Gpt 5.2 is the latest from OAI and it shows. In our internal benchmarks at Dot it achieved SOTA, but we probably won’t use it.
A bit about the benchmark :
At dot we really care about how good an LLM can write a sql query. But it is equally important that the LLM doesn’t write a query assuming a bunch of stuff it doesn’t know. Hence this benchmark rewards LLMs for asking the right clarifying questions ( when data is not sufficient ).
We have tried mimicking real world usage and have been using this internally for quite some while even though this is our fist time releasing any data.
Inspired from chess this benchmark measures how good an LLM is compared to another. The baseline we use right now is shown below

These Elos were decided by a sort of Round Robin match-up where we pit these models against each other. Few things to note here:
The idea is to run all new models against these anchor models. and so we ran gpt-5.2 with medium reasoning and here are the results

Overall: 57 wins, 15 losses, 8 ties across 80 matches (71.25% win rate)
This puts Gpt 5.2 with an impressive Elo of 1207
Here are some things we noted about this new model
- Patterns the judges rewarded:
NULLIF(denominator, 0) -- division by zero protection
COALESCE(field, 'Unknown') -- NULL handling
LOOKUP('field', 'value') -- flexible matching vs exact stringsIf its so good why are we hesitant on switching ?- SPEED or the lack there of.

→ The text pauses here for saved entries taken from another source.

impl EventFabric {
    pub fn new(storage: Arc<StorageEngine>, queues: Arc<QueueEngine>, invoker: Arc<dyn Invoker>) -> Arc<Self> {
        Arc::new(EventFabric {
            storage,
            queues,
            invoker,
            stream_triggers: RwLock::new(Vec::new()),
            cursors: RwLock::new(HashMap::new()),
            queue_triggers: RwLock::new(Vec::new()),
            object_notifications: RwLock::new(Vec::new()),
            object_cursor: RwLock::new(0),
        })
    }

    pub async fn add_stream_trigger(&self, trigger: StreamTrigger) {
        self.cursors.write().await.entry(trigger.table_name.clone()).or_insert(StreamCursor { after_sequence: 0 });
        self.stream_triggers.write().await.push(trigger);
    }

    pub async fn remove_stream_triggers_for(&self, table_name: &str, function_name: &str) {
        let mut triggers = self.stream_triggers.write().await;
        triggers.retain(|t| !(t.table_name == table_name && t.function_name == function_name));
    }

    pub async fn add_queue_trigger(&self, trigger: QueueTrigger) {
        self.queue_triggers.write().await.push(trigger);
    }

    pub async fn remove_queue_triggers_for(&self, queue_name: &str, function_name: &str) {
        let mut triggers = self.queue_triggers.write().await;
        triggers.retain(|t| !(t.queue_name == queue_name && t.function_name == function_name));
    }

    /// Register a bucket-notification handler. `event_prefix` matches
    /// by prefix against the fired event type (e.g. `"ObjectCreated"`
    /// catches both `ObjectCreated:Put` and `ObjectCreated:CompleteMultipartUpload`).
    pub async fn register_object_notification(&self, target: ObjectNotificationTarget) {
        self.object_notifications.write().await.push(target);
    }

    pub async fn remove_object_notifications_for(&self, bucket: &str, function_name: &str) {
        let mut targets = self.object_notifications.write().await;
        targets.retain(|t| !(t.bucket == bucket && t.function_name == function_name));
    }

    /// One sweep over every registered SQS-to-function mapping: a
    /// long-poll receive, a synthetic `Records` event per batch, an
    /// invocation, and a `delete` per message only on success. A
    /// message left undeleted becomes visible again once its
    /// visibility timeout elapses, so a failing handler naturally
    /// drives the message toward its queue's configured DLQ via the
    /// ordinary receive-count accounting rather than anything special
    /// here.
    pub async fn poll_queues(&self) {
        let triggers = self.queue_triggers.read().await.clone();
        for trigger in triggers {
            let received = match self
                .queues
                .receive_message(&trigger.queue_name, std::time::Duration::from_secs(trigger.wait_seconds), trigger.batch_size)
                .await
            {
                Ok(batch) => batch,
                Err(e) => {
                    warn!(queue = %trigger.queue_name, error = %e, "queue poller receive failed");
                    continue;
                }
            };
            if received.is_empty() {
                continue;
            }

            let payload = serde_json::json!({
                "Records": received.iter().map(|(msg, _)| serde_json::json!({
                    "messageId": msg.message_id,
                    "body": msg.body,
                    "attributes": { "ApproximateReceiveCount": msg.receive_count.to_string() },
                    "messageAttributes": msg.attributes,
                })).collect::<Vec<_>>()
            });

            match self.invoker.invoke(&trigger.function_name, payload).await {
                Ok(_) => {
                    for (_, receipt_handle) in &received {
                        let _ = self.queues.delete_message(&trigger.queue_name, receipt_handle);
                    }
                    debug!(function = %trigger.function_name, queue = %trigger.queue_name, count = received.len(), "delivered queue batch");
                }
                Err(e) => {
                    warn!(function = %trigger.function_name, queue = %trigger.queue_name, error = %e, "queue trigger invocation failed, leaving messages in flight");
                }
            }
        }
    }

    /// One sweep over the object-mutation log, invoking every
    /// registered handler whose bucket and event-type prefix match
    /// each new record.
    pub async fn poll_object_notifications(&self) {
        let after = *self.object_cursor.read().await;
        let batch = self.storage.poll_object_notifications(after, 100);
        if batch.is_empty() {
            return;
        }
        let max_seq = batch.iter().map(|r| r.sequence_number).max().unwrap_or(after);

        let targets = self.object_notifications.read().await.clone();
        for record in &batch {
            for target in &targets {
                if target.bucket != record.bucket || !record.event_type.starts_with(&target.event_prefix) {
                    continue;
                }
                let event = serde_json::json!({
                    "Records": [{
                        "eventName": record.event_type,
                        "s3": {
                            "bucket": { "name": record.bucket },
                            "object": { "key": record.key },
                        }
                    }]
                });
                if let Err(e) = self.invoker.invoke(&target.function_name, event).await {
                    warn!(function = %target.function_name, bucket = %record.bucket, error = %e, "object notification invocation failed");
                }
            }
        }
        *self.object_cursor.write().await = max_seq;
    }

    /// One sweep over every registered KV stream trigger. Intended to
    /// be called on a short interval by the server's background loop
    /// (the teacher's orchestrator polling cadence, generalized from
    /// "poll the queue" to "poll every live change source").
    pub async fn poll_streams(&self) {
        let triggers = self.stream_triggers.read().await.clone();
        for trigger in triggers {
            let after = {
                let cursors = self.cursors.read().await;
                cursors.get(&trigger.table_name).map(|c| c.after_sequence).unwrap_or(0)
            };
            let batch = self.storage.poll_changes(&trigger.table_name, after, trigger.batch_size);
            if batch.is_empty() {
                continue;
            }
            let max_seq = batch.iter().map(|c| c.sequence_number).max().unwrap_or(after);

            let payload = serde_json::json!({
                "Records": batch.iter().map(|c| serde_json::json!({
                    "eventID": c.sequence_number.to_string(),
                    "eventName": match c.event_name {
                        crate::storage::ChangeEventName::Insert => "INSERT",
                        crate::storage::ChangeEventName::Modify => "MODIFY",
                        crate::storage::ChangeEventName::Remove => "REMOVE",
                    },
                    "dynamodb": {
                        "Keys": c.keys,
                        "OldImage": c.old_image,
                        "NewImage": c.new_image,
                    }
                })).collect::<Vec<_>>()
            });

            if let Err(e) = self.invoker.invoke(&trigger.function_name, payload).await {
                warn!(function = %trigger.function_name, table = %trigger.table_name, error = %e, "stream trigger invocation failed");
            } else {
                debug!(function = %trigger.function_name, table = %trigger.table_name, count = batch.len(), "delivered change batch");
            }

            self.cursors.write().await.insert(trigger.table_name.clone(), StreamCursor { after_sequence: max_seq });
        }
    }

    /// Route a published event through every enabled rule on its bus,
    /// delivering to each matched rule's targets. Queue targets get a
    /// plain send; function targets get invoked directly; anything
    /// else is logged and dropped (no SNS/Kinesis target wiring in
    /// this emulator).
    pub async fn dispatch_event(&self, bus_name: &str, detail_type: &str, source: &str, detail: Value) -> crate::error::Result<usize> {
        let event = serde_json::json!({
            "detail-type": detail_type,
            "source": source,
            "detail": detail,
        });

        let rules = self.storage.enabled_rules(bus_name)?;
        let mut delivered = 0;
        for rule in rules {
            let Some(pattern_str) = &rule.event_pattern else { continue };
            let pattern: Value = match serde_json::from_str(pattern_str) {
                Ok(p) => p,
                Err(_) => continue,
            };
            if !eventbus::matches_pattern(&pattern, &event) {
                continue;
            }

            for target in self.storage.list_targets(bus_name, &rule.name)? {
                delivered += self.deliver_to_target(&target.arn, &event).await;
            }
        }
        Ok(delivered)
    }

    /// Backstop DLQ sweep for queues nobody is actively receiving
    /// from. Delegates to the same engine the queue poller and the
    /// `sqs` service share, so a transfer here is visible to both.
    pub fn sweep_dead_letters(&self) {
        self.queues.sweep_dead_letters();
    }

    async fn deliver_to_target(&self, arn: &str, event: &Value) -> usize {
        if let Some(queue_name) = arn.strip_prefix("arn:aws:sqs:::") {
            match self.queues.send_message(queue_name, event.to_string(), HashMap::new(), None, None) {
                Ok(Some(_)) => return 1,
                Ok(None) => return 0,
                Err(e) => {
                    warn!(target = %arn, error = %e, "event target queue send failed");
                    return 0;
                }
            }
        }
        if let Some(function_name) = arn.strip_prefix("arn:aws:lambda:::function:") {
            if let Err(e) = self.invoker.invoke(function_name, event.clone()).await {
                warn!(target = %arn, error = %e, "event target function invocation failed");
                return 0;
            }
            return 1;
        }
        warn!(target = %arn, "no deliverable target type recognized for this arn");
        0
    }
}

As you can see gpt 5.2 is the slowest on our benchmark taking 40 seconds on avergae !! that is almost 25% slower than gpt 5.1 !!
For a good user experience we have found that speed is as important as intelligence.
One notable thing here is how ridiculously fast o3 has become. Maybe this is due to the lowered demand ?
While we are here, one more thing I kind of hate about OpenAI right now is just how many models they have ! Even as someone who works with models all day it still confuses me. Gpt 5.2, gpt 5 nano, gpt 5 mini, gpt 5, gpt 5 .2 pro, gpt 5.1 codex, gpt 5.1 codex mini, gpt 5.1 codex max — like huh ?? This list is not even complete ! It does not even consider all the permutations with the reasoning effort . If you go to https://platform.openai.com/docs/models/ it is INASANEE !! I know that OAI has become synonymous with how bad their naming is but guys pleasee !! at least` make the names somewhat different so that I don’t have to go visit your model page 50 times a week.
We hope to run this benchmark and release the numbers on all new models that come out. Any feedback is much appreciated.